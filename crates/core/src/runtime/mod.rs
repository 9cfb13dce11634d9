//! Local durable execution runtime.
//!
//! Runs [`PreprocessingWorkflow`](crate::workflow::PreprocessingWorkflow)
//! in-process. Every input a run observes is appended to a [`HistoryStore`]
//! so that re-running the same run id replays it instead of repeating side
//! effects.

mod activity;
mod clock;
mod context;
mod history;
mod sqlite;
mod worker;

pub use activity::*;
pub use clock::*;
pub use context::*;
pub use history::*;
pub use sqlite::*;
pub use worker::*;
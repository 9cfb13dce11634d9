//! Abstract scheduling capability consumed by workflows.

use std::time::Duration;

use async_trait::async_trait;
use chrono::{DateTime, Utc};
use serde::{de::DeserializeOwned, Deserialize, Serialize};
use serde_json::Value;
use thiserror::Error;

/// Retry behaviour for an activity call.
#[derive(Debug, Clone, Copy, PartialEq, Eq, Serialize, Deserialize)]
pub struct RetryPolicy {
    /// Total attempts including the first one. `1` disables retries.
    pub maximum_attempts: u32,
}

impl Default for RetryPolicy {
    fn default() -> Self {
        Self {
            maximum_attempts: 1,
        }
    }
}

/// Options applied by the substrate to a single activity call.
#[derive(Debug, Clone, Copy, PartialEq, Eq, Serialize, Deserialize)]
pub struct ActivityOptions {
    /// Upper bound on the call, across every attempt.
    pub schedule_to_close_timeout: Duration,
    pub retry_policy: RetryPolicy,
}

/// Failure of an activity call as seen by the workflow.
#[derive(Debug, Clone, PartialEq, Eq, Error, Serialize, Deserialize)]
#[serde(tag = "kind", rename_all = "snake_case")]
pub enum ActivityError {
    /// The activity ran and returned an error.
    #[error("{message}")]
    Failed { message: String },

    /// The schedule-to-close timeout elapsed.
    #[error("activity timed out after {after_ms}ms")]
    Timeout { after_ms: u64 },

    #[error("activity cancelled")]
    Cancelled,

    #[error("no activity registered under name: {name}")]
    NotRegistered { name: String },

    /// Request or response could not be (de)serialized.
    #[error("invalid activity payload: {reason}")]
    Payload { reason: String },
}

impl ActivityError {
    pub fn failed(message: impl Into<String>) -> Self {
        Self::Failed {
            message: message.into(),
        }
    }

    pub fn payload(reason: impl ToString) -> Self {
        Self::Payload {
            reason: reason.to_string(),
        }
    }

    /// Whether another attempt may succeed.
    pub fn is_retryable(&self) -> bool {
        matches!(self, Self::Failed { .. })
    }
}

/// Deterministic execution context handed to a workflow run.
///
/// Workflows must take every timestamp from [`WorkflowContext::now`] and
/// perform every side effect through [`WorkflowContext::execute_activity`], so
/// that the substrate can replay a run from its recorded history.
#[async_trait]
pub trait WorkflowContext: Send + Sync {
    /// Current workflow time.
    fn now(&self) -> DateTime<Utc>;

    /// Run the named activity and wait for its result.
    async fn execute_activity(
        &self,
        name: &str,
        options: &ActivityOptions,
        input: Value,
    ) -> Result<Value, ActivityError>;

    /// Suspend the run until workflow time reaches `deadline`.
    async fn sleep_until(&self, deadline: DateTime<Utc>);
}

/// Typed wrapper around [`WorkflowContext::execute_activity`].
pub async fn execute_activity<P, O>(
    ctx: &dyn WorkflowContext,
    name: &str,
    options: &ActivityOptions,
    params: &P,
) -> Result<O, ActivityError>
where
    P: Serialize + ?Sized,
    O: DeserializeOwned,
{
    let input = serde_json::to_value(params).map_err(ActivityError::payload)?;
    let output = ctx.execute_activity(name, options, input).await?;
    serde_json::from_value(output).map_err(ActivityError::payload)
}
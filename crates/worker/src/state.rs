use std::sync::Arc;

use preprocessing_core::{Configuration, Worker};

/// Shared application state
pub struct AppState {
    config: Configuration,
    worker: Arc<Worker>,
}

impl AppState {
    pub fn new(config: Configuration, worker: Arc<Worker>) -> Self {
        Self { config, worker }
    }

    pub fn config(&self) -> &Configuration {
        &self.config
    }

    pub fn worker(&self) -> &Worker {
        self.worker.as_ref()
    }

    /// Whether `name` is the workflow this worker serves.
    pub fn serves_workflow(&self, name: &str) -> bool {
        self.config.temporal.workflow_name == name
    }
}
//! Bag creation activity.
//!
//! Packages a transfer directory in place as a BagIt bag: the original
//! content moves under `data/`, and payload and tag manifests are written for
//! the configured checksum algorithm.
//!
//! The workflow only depends on the contract ([`NAME`], [`BagCreateParams`],
//! [`BagCreateResult`]); [`BagCreateActivity`] is registered with the runtime
//! by the worker.

mod activity;
mod checksum;
mod creator;
mod error;

use serde::{Deserialize, Serialize};
use std::path::PathBuf;

pub use activity::{BagCreateActivity, DEFAULT_ALGORITHM};
pub use checksum::file_digest;
pub use creator::{create_bag, BAGIT_VERSION};
pub use error::BagCreateError;

/// Name the activity is registered under.
pub const NAME: &str = "bag-create";

/// Request for the bag creation activity.
#[derive(Debug, Clone, PartialEq, Eq, Serialize, Deserialize)]
pub struct BagCreateParams {
    /// Absolute path of the transfer directory.
    pub source_path: PathBuf,
}

/// Response from the bag creation activity.
#[derive(Debug, Clone, PartialEq, Eq, Serialize, Deserialize)]
pub struct BagCreateResult {
    pub bag_path: PathBuf,
}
=-=-=-=-=
§ **Task**
Using the records given above, list every line that includes the word "PathBuf".

§ **Solution to this exercise**
use std::path::PathBuf;
    pub source_path: PathBuf,
    pub bag_path: PathBuf,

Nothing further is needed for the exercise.